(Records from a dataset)
○ ○ ○ ○ ○

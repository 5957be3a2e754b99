//! TLB spider: one-shot page table prefetch for a process.

use super::pte::Pte;
use super::MmX86;
use crate::memory::process::Process;
use tracing::debug;

impl MmX86 {
    /// Prefetch every page table the process directory points at.
    ///
    /// Runs once per process. If the directory itself is unavailable the
    /// process stays unspidered so a later call can retry.
    pub fn tlb_spider(&self, process: &Process) {
        process.tlb_spider_once(|| self.spider_directory(process));
    }

    /// Returns `false` when the directory could not be read.
    fn spider_directory(&self, process: &Process) -> bool {
        let Some(directory) = self.page_table(process.dtb()) else {
            debug!("TLB spider: page directory {:#x} unavailable", process.dtb());
            return false;
        };

        let user_only = process.user_only();
        let mut tables: Vec<u64> = directory
            .entries()
            .iter()
            .map(|&raw| Pte(raw))
            .filter(|pde| pde.is_present() && !pde.is_large())
            .filter(|pde| !user_only || pde.is_user())
            .map(Pte::frame)
            .collect();
        drop(directory);
        tables.sort_unstable();
        tables.dedup();

        debug!(
            "TLB spider: pid {} prefetching {} page tables",
            process.pid(),
            tables.len()
        );
        self.source.prefetch(&tables);
        true
    }
}
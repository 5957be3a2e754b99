//! memoxide-x86: x86 32-bit (non-PAE) memory model.
//!
//! Decodes two-level page tables read from raw physical memory (a dump,
//! possibly incomplete) through a page table cache, and provides:
//!
//! - single and batch virtual to physical translation
//! - per-page extended attributes
//! - merged region maps of a process address space
//! - physical to virtual reverse lookups
//! - per-level diagnostic traces
//!
//! # Example
//!
//! ```rust,ignore
//! use memoxide_x86::{MmConfig, MmapFileLayer, PageTableCache, Process, Vmm};
//! use std::sync::Arc;
//!
//! let layer = Arc::new(MmapFileLayer::open("physical", "/path/to/dump.raw")?);
//! let config = MmConfig::for_layer(layer.as_ref());
//! let cache = Arc::new(PageTableCache::new(layer, config.cache_capacity));
//! let vmm = Vmm::new(cache, config);
//! vmm.initialize_x86();
//!
//! let process = Process::new(4, 0x0018_5000, true);
//! let map = vmm.model()?.pte_map(&process);
//! ```

pub mod memory;

pub use memory::cache::{PageTable, PageTableCache, PageTableRef};
pub use memory::config::MmConfig;
pub use memory::error::{MmError, MmResult};
pub use memory::layers::{BufferLayer, MmapFileLayer};
pub use memory::model::{MemoryModel, Vmm};
pub use memory::process::Process;
pub use memory::traits::{MemoryLayer, PageTableSource};
pub use memory::translators::MmX86;
pub use memory::types::{
    AttributeFlags, ExtendedEntry, MemoryModelType, MemoryRegion, PageFlags, PagingLevel,
    Phys2VirtInformation, PteMap, TranslationRequest, Virt2PhysInformation,
};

○ ○ ○ ○ ○

_ASSIGNED TASK_
Write out every record verbatim.

_OUTPUT BELOW_
repository 5957be3a2e754b99
//! TLB spider: one-shot page table prefetch for a process.

use super::pte::Pte;
use super::MmX86;
use crate::memory::process::Process;
use tracing::debug;

impl MmX86 {
    /// Prefetch every page table the process directory points at.
    ///
    /// Runs once per process. If the directory itself is unavailable the
    /// process stays unspidered so a later call can retry.
    pub fn tlb_spider(&self, process: &Process) {
        process.tlb_spider_once(|| self.spider_directory(process));
    }

    /// Returns `false` when the directory could not be read.
    fn spider_directory(&self, process: &Process) -> bool {
        let Some(directory) = self.page_table(process.dtb()) else {
            debug!("TLB spider: page directory {:#x} unavailable", process.dtb());
            return false;
        };

        let user_only = process.user_only();
        let mut tables: Vec<u64> = directory
            .entries()
            .iter()
            .map(|&raw| Pte(raw))
            .filter(|pde| pde.is_present() && !pde.is_large())
            .filter(|pde| !user_only || pde.is_user())
            .map(Pte::frame)
            .collect();
        drop(directory);
        tables.sort_unstable();
        tables.dedup();

        debug!(
            "TLB spider: pid {} prefetching {} page tables",
            process.pid(),
            tables.len()
        );
        self.source.prefetch(&tables);
        true
    }
}
repository 5957be3a2e754b99
//! memoxide-x86: x86 32-bit (non-PAE) memory model.
//!
//! Decodes two-level page tables read from raw physical memory (a dump,
//! possibly incomplete) through a page table cache, and provides:
//!
//! - single and batch virtual to physical translation
//! - per-page extended attributes
//! - merged region maps of a process address space
//! - physical to virtual reverse lookups
//! - per-level diagnostic traces
//!
//! # Example
//!
//! ```rust,ignore
//! use memoxide_x86::{MmConfig, MmapFileLayer, PageTableCache, Process, Vmm};
//! use std::sync::Arc;
//!
//! let layer = Arc::new(MmapFileLayer::open("physical", "/path/to/dump.raw")?);
//! let config = MmConfig::for_layer(layer.as_ref());
//! let cache = Arc::new(PageTableCache::new(layer, config.cache_capacity));
//! let vmm = Vmm::new(cache, config);
//! vmm.initialize_x86();
//!
//! let process = Process::new(4, 0x0018_5000, true);
//! let map = vmm.model()?.pte_map(&process);
//! ```

pub mod memory;

pub use memory::cache::{PageTable, PageTableCache, PageTableRef};
pub use memory::config::MmConfig;
pub use memory::error::{MmError, MmResult};
pub use memory::layers::{BufferLayer, MmapFileLayer};
pub use memory::model::{MemoryModel, Vmm};
pub use memory::process::Process;
pub use memory::traits::{MemoryLayer, PageTableSource};
pub use memory::translators::MmX86;
pub use memory::types::{
    AttributeFlags, ExtendedEntry, MemoryModelType, MemoryRegion, PageFlags, PagingLevel,
    Phys2VirtInformation, PteMap, TranslationRequest, Virt2PhysInformation,
};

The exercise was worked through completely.